Construction and dissection of the ceRNA‑ceRNA network reveals critical modules in depression.

Abstract

The prevalence of mental health disorders such as depression is high. Depression is a multifactorial disorder and its underlying mechanisms remain unclear. Competing endogenous RNA (ceRNA) regulation has been reported to serve important roles in human disease. In the present study, ceRNA networks for depression and the corresponding normal physiological states were constructed. Further analysis of the ceRNA networks revealed that ceRNA regulation may be important for depression.

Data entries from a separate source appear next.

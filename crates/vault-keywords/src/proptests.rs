//! Property-based tests for tree building and navigation.

#[cfg(test)]
#[allow(clippy::unwrap_used)]
mod tests {
    use std::collections::BTreeSet;

    use proptest::prelude::*;
    use vault_core::{Item, ItemId};

    use crate::builder::build_tree;
    use crate::navigator::NavigatorState;
    use crate::path::{join, normalize, KeywordPath};
    use crate::tree::KeywordTreeNode;

    fn raw_keyword() -> impl Strategy<Value = String> {
        // Small alphabet so paths overlap; spaces and slashes exercise
        // normalization.
        "[ab /]{0,8}"
    }

    fn items() -> impl Strategy<Value = Vec<Item>> {
        prop::collection::vec(prop::collection::vec(raw_keyword(), 0..4), 0..12).prop_map(
            |keyword_lists| {
                keyword_lists
                    .into_iter()
                    .enumerate()
                    .map(|(i, keywords)| Item::text(i.to_string()).with_keywords(keywords))
                    .collect()
            },
        )
    }

    fn assert_children_contained(node: &KeywordTreeNode) {
        for child in node.children() {
            assert!(child.items().is_subset(node.items()));
            assert!(child.count() <= node.count());
            assert_eq!(child.path().parent().as_ref(), Some(node.path()));
            assert_children_contained(child);
        }
    }

    proptest! {
        #[test]
        fn test_normalize_is_idempotent(raw in "\\PC{0,24}") {
            let once = normalize(&raw);
            prop_assert_eq!(normalize(&join(&once)), once.clone());
            prop_assert!(once.iter().all(|s| !s.is_empty() && s.trim() == s.as_str()));
        }

        #[test]
        fn test_root_counts_items_with_a_real_keyword(items in items()) {
            let root = build_tree(&items);
            let expected: BTreeSet<ItemId> = items
                .iter()
                .filter(|item| item.keywords.iter().any(|k| !normalize(k).is_empty()))
                .map(|item| item.id.clone())
                .collect();
            prop_assert_eq!(root.items(), &expected);
        }

        #[test]
        fn test_parents_contain_children(items in items()) {
            let root = build_tree(&items);
            assert_children_contained(&root);
        }

        #[test]
        fn test_every_keyword_path_is_reachable(items in items()) {
            let root = build_tree(&items);
            for item in &items {
                for raw in &item.keywords {
                    let path = KeywordPath::parse(raw);
                    if path.is_empty() {
                        continue;
                    }
                    let node = root.find(&path).unwrap();
                    prop_assert!(node.contains(&item.id));
                }
            }
        }

        #[test]
        fn test_toggle_pair_restores_state(
            items in items(),
            expanded in prop::collection::vec(raw_keyword(), 0..4),
            target in raw_keyword(),
        ) {
            let root = build_tree(&items);
            let mut state = NavigatorState::new();
            for path in &expanded {
                state.toggle_expand(path);
            }
            let before = state.clone();
            let rows_before = state.visible_nodes(&root).len();

            state.toggle_expand(&target);
            state.toggle_expand(&target);

            prop_assert_eq!(&state, &before);
            prop_assert_eq!(state.visible_nodes(&root).len(), rows_before);
        }

        #[test]
        fn test_fully_expanded_rows_match_walk(items in items()) {
            let root = build_tree(&items);
            let mut state = NavigatorState::new();
            state.expand_all(&root);

            let rows: Vec<&str> = state
                .visible_nodes(&root)
                .iter()
                .map(|row| row.node.full_path())
                .collect();
            let walked: Vec<&str> = root.walk().map(|(node, _)| node.full_path()).collect();
            prop_assert_eq!(rows, walked);
        }
    }
}
mod end_to_end;
mod panel_walkthrough;
//! Query and option types shared by the filter and the controller.

use serde::{Deserialize, Serialize};
use vault_keywords::KeywordPath;

/// What the user is currently looking for.
///
/// Both constraints are optional; an empty `text` and no `selected_path`
/// lets every item through.
#[derive(Debug, Clone, Default, PartialEq, Eq, Serialize, Deserialize)]
pub struct FilterQuery {
    /// Case-insensitive substring query. Empty means no text filtering.
    #[serde(default)]
    pub text: String,

    /// Keyword node constraint.
    #[serde(default, skip_serializing_if = "Option::is_none")]
    pub selected_path: Option<KeywordPath>,
}

impl FilterQuery {
    /// The query that matches everything.
    pub fn new() -> Self {
        Self::default()
    }

    /// Sets the text query.
    pub fn with_text(mut self, text: impl Into<String>) -> Self {
        self.text = text.into();
        self
    }

    /// Sets the keyword constraint from a raw path.
    ///
    /// A path that normalizes to empty is the root ("all items") and leaves
    /// the constraint unset.
    pub fn with_selected_path(mut self, path: &str) -> Self {
        let path = KeywordPath::parse(path);
        self.selected_path = (!path.is_empty()).then_some(path);
        self
    }

    /// Whether text filtering is active.
    pub fn has_text(&self) -> bool {
        !self.text.is_empty()
    }

    /// Whether keyword filtering is active.
    pub fn has_selection(&self) -> bool {
        self.selected_path.as_ref().is_some_and(|p| !p.is_empty())
    }

    /// Whether the query lets every item through.
    pub fn is_empty(&self) -> bool {
        !self.has_text() && !self.has_selection()
    }
}

/// How clearing the text query interacts with the keyword selection.
#[derive(Debug, Clone, Copy, PartialEq, Eq, Default, Serialize, Deserialize)]
#[serde(rename_all = "snake_case")]
pub enum SelectionPolicy {
    /// Text and keyword constraints are fully independent.
    #[default]
    Independent,
    /// Setting the text to empty also clears the keyword selection.
    /// Clearing the selection never touches the text.
    ClearOnEmptyText,
}

/// Controller options.
#[derive(Debug, Clone, Copy, PartialEq, Eq, Serialize, Deserialize)]
pub struct SearchOptions {
    /// Text/selection coupling.
    #[serde(default)]
    pub selection_policy: SelectionPolicy,

    /// Skip tree rebuilds when the item keywords have not changed.
    #[serde(default = "default_true")]
    pub memoize_tree: bool,
}

fn default_true() -> bool {
    true
}

impl Default for SearchOptions {
    fn default() -> Self {
        Self {
            selection_policy: SelectionPolicy::default(),
            memoize_tree: default_true(),
        }
    }
}

// ============================================================================
// Tests
// ============================================================================

#[cfg(test)]
#[allow(clippy::unwrap_used)]
mod tests {
    use super::*;

    #[test]
    fn test_filter_query_default_is_empty() {
        let query = FilterQuery::new();
        assert!(query.is_empty());
        assert!(!query.has_text());
        assert!(!query.has_selection());
    }

    #[test]
    fn test_filter_query_builders() {
        let query = FilterQuery::new().with_text("pass").with_selected_path(" admin / id ");
        assert!(query.has_text());
        assert_eq!(query.selected_path.unwrap().join(), "admin/id");
    }

    #[test]
    fn test_root_selection_is_no_selection() {
        let query = FilterQuery::new().with_selected_path("///");
        assert!(query.selected_path.is_none());
        assert!(query.is_empty());
    }

    #[test]
    fn test_filter_query_serialization() {
        let query = FilterQuery::new().with_selected_path("work");
        let json = serde_json::to_string(&query).unwrap();
        assert_eq!(json, r#"{"text":"","selected_path":"work"}"#);

        let minimal: FilterQuery = serde_json::from_str(r#"{"text":"rib"}"#).unwrap();
        assert_eq!(minimal.text, "rib");
        assert!(minimal.selected_path.is_none());
    }

    #[test]
    fn test_selection_policy_serialization() {
        assert_eq!(
            serde_json::to_string(&SelectionPolicy::ClearOnEmptyText).unwrap(),
            "\"clear_on_empty_text\""
        );
        assert_eq!(SelectionPolicy::default(), SelectionPolicy::Independent);
    }

    #[test]
    fn test_search_options_defaults() {
        let options: SearchOptions = serde_json::from_str("{}").unwrap();
        assert_eq!(options, SearchOptions::default());
        assert!(options.memoize_tree);
        assert_eq!(options.selection_policy, SelectionPolicy::Independent);
    }
}
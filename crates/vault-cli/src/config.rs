//! Configuration for the `vault` CLI.
//!
//! Resolution order for the config file:
//!
//! 1. `--config PATH`, or the `VAULT_CONFIG` environment variable
//! 2. `<config dir>/vault/config.toml` (e.g. `~/.config/vault/config.toml`)
//!
//! A missing file is not an error; every field has a default.
//!
//! ```toml
//! items_path = "/home/me/.local/share/vault/items.json"
//!
//! [search]
//! clear_selection_on_empty_text = false
//! memoize_tree = true
//!
//! [tree]
//! expand_all = false
//! indent = 2
//!
//! [snapshot]
//! on_error = "skip"
//! ```

use std::path::{Path, PathBuf};

use serde::{Deserialize, Serialize};
use vault_core::{Error, Result};
use vault_search::{SearchOptions, SelectionPolicy};
use vault_storage::ErrorHandling;

/// Name used for the config and data directories.
pub const PROJECT_NAME: &str = "vault";

/// Top-level configuration.
#[derive(Debug, Clone, PartialEq, Serialize, Deserialize)]
#[serde(default)]
pub struct VaultConfig {
    /// JSON item snapshot read by every command.
    pub items_path: PathBuf,
    /// Filtering behavior.
    pub search: SearchConfig,
    /// Keyword panel rendering.
    pub tree: TreeConfig,
    /// Snapshot loading.
    pub snapshot: SnapshotConfig,
}

/// `[search]` section.
#[derive(Debug, Clone, PartialEq, Eq, Serialize, Deserialize)]
#[serde(default)]
pub struct SearchConfig {
    /// Clear the keyword selection whenever the text query becomes empty.
    pub clear_selection_on_empty_text: bool,
    /// Skip tree rebuilds when no item keywords changed.
    pub memoize_tree: bool,
}

/// `[tree]` section.
#[derive(Debug, Clone, PartialEq, Eq, Serialize, Deserialize)]
#[serde(default)]
pub struct TreeConfig {
    /// Start with every keyword expanded.
    pub expand_all: bool,
    /// Spaces per depth level.
    pub indent: usize,
}

/// `[snapshot]` section.
#[derive(Debug, Clone, PartialEq, Eq, Serialize, Deserialize)]
#[serde(default)]
pub struct SnapshotConfig {
    /// What to do with entries that are not valid items.
    pub on_error: ErrorHandling,
}

impl Default for VaultConfig {
    fn default() -> Self {
        Self {
            items_path: default_items_path(),
            search: SearchConfig::default(),
            tree: TreeConfig::default(),
            snapshot: SnapshotConfig::default(),
        }
    }
}

impl Default for SearchConfig {
    fn default() -> Self {
        Self {
            clear_selection_on_empty_text: false,
            memoize_tree: true,
        }
    }
}

impl Default for TreeConfig {
    fn default() -> Self {
        Self {
            expand_all: false,
            indent: 2,
        }
    }
}

impl Default for SnapshotConfig {
    fn default() -> Self {
        Self {
            on_error: ErrorHandling::Skip,
        }
    }
}

fn default_items_path() -> PathBuf {
    dirs::data_dir()
        .map(|dir| dir.join(PROJECT_NAME).join("items.json"))
        .unwrap_or_else(|| PathBuf::from("items.json"))
}

impl SearchConfig {
    /// Controller options for this section.
    pub fn options(&self) -> SearchOptions {
        SearchOptions {
            selection_policy: if self.clear_selection_on_empty_text {
                SelectionPolicy::ClearOnEmptyText
            } else {
                SelectionPolicy::Independent
            },
            memoize_tree: self.memoize_tree,
        }
    }
}

impl VaultConfig {
    /// Default config file location, if the platform has a config directory.
    pub fn default_config_path() -> Option<PathBuf> {
        dirs::config_dir().map(|dir| dir.join(PROJECT_NAME).join("config.toml"))
    }

    /// The explicit path when given, otherwise the default location.
    pub fn resolve_config_path(explicit: Option<&str>) -> Option<PathBuf> {
        match explicit {
            Some(path) => Some(PathBuf::from(path)),
            None => Self::default_config_path(),
        }
    }

    /// Loads the resolved config file, or defaults when there is none.
    pub fn load(explicit: Option<&str>) -> Result<Self> {
        match Self::resolve_config_path(explicit) {
            Some(path) if path.exists() => Self::from_file(&path),
            Some(path) => {
                log::debug!("No config at {}, using defaults", path.display());
                Ok(Self::default())
            }
            None => Ok(Self::default()),
        }
    }

    /// Parses a config file.
    pub fn from_file(path: &Path) -> Result<Self> {
        let content = std::fs::read_to_string(path).map_err(|e| Error::io_with_path(e, path))?;
        let config = toml::from_str(&content)
            .map_err(|e| Error::config(format!("Failed to parse {}: {e}", path.display())))?;
        log::debug!("Loaded config from {}", path.display());
        Ok(config)
    }

    /// Serializes as pretty TOML.
    pub fn to_toml_string(&self) -> Result<String> {
        toml::to_string_pretty(self).map_err(|e| Error::config(e.to_string()))
    }

    /// Overrides the snapshot path, e.g. from `--items`.
    pub fn with_items_path(mut self, path: Option<PathBuf>) -> Self {
        if let Some(path) = path {
            self.items_path = path;
        }
        self
    }
}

Hub ceRNAs including high mobility group nucleosomal binding domain 3, peroxisome proliferator-activated receptor-γ coactivator 1β and leukemia inhibitory factor receptor-α were associated with depression. A common core ceRNA network was identified by comparison analysis. Functional analysis suggested that these ceRNAs may be implicated in depression. Differential expression analysis revealed that ceRNAs in the obtained ceRNA interaction networks were significantly enriched with significantly differentially expressed genes. A total of 8 key functional modules for depression were identified, and small target molecules were screened. ceRNA protocadherin-α subfamily C2 in module 1 and ceRNA Cyclin-dependent kinase 6 in module 3 were reported to be implicated in the occurrence and development of depressive disorders. Thus, the present analysis may provide insight into the pathogenesis of depression and improve its treatment.